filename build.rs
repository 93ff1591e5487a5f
use std::process::Command;

fn main() {
    let build_date = chrono::Utc::now()
        .format("%Y-%m-%d %H:%M:%S UTC")
        .to_string();
    println!("cargo:rustc-env=BUILD_DATE={}", build_date);

    let git_hash = git(&["rev-parse", "--short", "HEAD"]).unwrap_or_else(|| "unknown".to_string());
    println!("cargo:rustc-env=GIT_HASH={}", git_hash);

    println!("cargo:rerun-if-changed=.git/HEAD");
    println!("cargo:rerun-if-changed=.git/refs/heads/");
}

fn git(args: &[&str]) -> Option<String> {
    Command::new("git")
        .args(args)
        .output()
        .ok()
        .filter(|output| output.status.success())
        .map(|output| String::from_utf8_lossy(&output.stdout).trim().to_string())
}
//! Phone value object.

use super::errors::ValidationError;
use serde::{Deserialize, Deserializer, Serialize, Serializer};
use std::fmt;

/// A type-safe wrapper for phone numbers.
///
/// This ensures that phone numbers are validated at construction time.
/// Formatting characters are allowed and preserved verbatim; only the
/// digit count and the overall length are checked, so input like
/// `+38(098)765-43-31` is accepted as-is.
///
/// Equality compares the stored string, not the stripped digits:
/// `1234567890` and `123-456-7890` are different phones.
///
/// # Example
///
/// ```
/// use vita_directory::domain::Phone;
///
/// let phone = Phone::new("+38(098)765-43-31").unwrap();
/// assert_eq!(phone.as_str(), "+38(098)765-43-31");
/// assert_eq!(phone.digits_only(), "380987654331");
/// ```
#[derive(Debug, Clone, PartialEq, Eq, Hash)]
pub struct Phone(String);

impl Phone {
    /// Create a new Phone, validating the format.
    ///
    /// # Validation Rules
    ///
    /// - Must contain 9 to 12 digits after stripping non-digit characters
    /// - The unstripped string must be under 20 characters
    ///
    /// # Errors
    ///
    /// Returns `ValidationError::InvalidPhone` if the phone format is invalid.
    pub fn new(phone: impl Into<String>) -> Result<Self, ValidationError> {
        let phone = phone.into();

        if !Self::is_valid(&phone) {
            return Err(ValidationError::InvalidPhone(phone));
        }

        Ok(Self(phone))
    }

    /// Validate phone format.
    fn is_valid(phone: &str) -> bool {
        let digits = phone.chars().filter(|c| c.is_ascii_digit()).count();
        (9..=12).contains(&digits) && phone.chars().count() < 20
    }

    /// Get the phone number as a string slice.
    pub fn as_str(&self) -> &str {
        &self.0
    }

    /// Convert into the underlying String.
    pub fn into_inner(self) -> String {
        self.0
    }

    /// Get the phone number with only digits (no formatting).
    pub fn digits_only(&self) -> String {
        self.0.chars().filter(|c| c.is_ascii_digit()).collect()
    }
}

// Serde support - serialize as string
impl Serialize for Phone {
    fn serialize<S>(&self, serializer: S) -> Result<S::Ok, S::Error>
    where
        S: Serializer,
    {
        self.0.serialize(serializer)
    }
}

// Serde support - deserialize from string with validation
impl<'de> Deserialize<'de> for Phone {
    fn deserialize<D>(deserializer: D) -> Result<Self, D::Error>
    where
        D: Deserializer<'de>,
    {
        let s = String::deserialize(deserializer)?;
        Phone::new(s).map_err(serde::de::Error::custom)
    }
}

// Display support
impl fmt::Display for Phone {
    fn fmt(&self, f: &mut fmt::Formatter<'_>) -> fmt::Result {
        write!(f, "{}", self.0)
    }
}
//! Vita Directory - demo driver
//!
//! Builds a small directory, prints its paginated listing, and runs a few
//! lookups against the public API.

use anyhow::{anyhow, Result};
use chrono::NaiveDate;
use tracing::info;
use tracing_subscriber::EnvFilter;
use vita_directory::{AddressBook, Birthday, Config, Name, Phone, Record, SearchHit, SearchQuery};

fn main() -> Result<()> {
    // Load configuration
    let config = Config::from_env()?;

    // Initialize logging (stderr only, so the rendered tables own stdout)
    let filter = EnvFilter::try_from_default_env()
        .unwrap_or_else(|_| EnvFilter::new(config.log_level.clone()));

    tracing_subscriber::fmt()
        .with_env_filter(filter)
        .with_writer(std::io::stderr)
        .init();

    info!(page_size = config.page_size, "Configuration loaded");

    let mut book = AddressBook::new();

    let mut bill = Record::new(
        Name::new("Bill")?,
        Some(Phone::new("1234567890")?),
        None,
    );
    bill.add_phone(Phone::new("+38(098)765-43-31")?);
    book.add_record(bill);

    let birth_date =
        NaiveDate::from_ymd_opt(1991, 8, 24).ok_or_else(|| anyhow!("invalid demo date"))?;
    book.add_record(Record::new(
        Name::new("John Doe")?,
        Some(Phone::new("4567891232")?),
        Some(Birthday::new(birth_date)?),
    ));

    info!(records = book.len(), "Directory populated");

    for page in book.pages_with(config.page_size) {
        println!("{}", page);
    }

    for name in ["John Doe", "Bill"] {
        if let Some(record) = book.get(name) {
            match record.days_to_birthday() {
                Some(days) => println!("{} days until {}'s birthday", days, name),
                None => println!("No birthday on file for {}", name),
            }
        }
    }

    let query = SearchQuery::Phone(Phone::new("1234567890")?);
    if let Some(SearchHit::Name(owner)) = book.search(&query) {
        println!("1234567890 belongs to {}", owner);
    }

    Ok(())
}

+-------+

Work order:
Report each line of the listing above that uses the word "changed".

Solution for this exercise:
    println!("cargo:rerun-if-changed=.git/HEAD");
    println!("cargo:rerun-if-changed=.git/refs/heads/");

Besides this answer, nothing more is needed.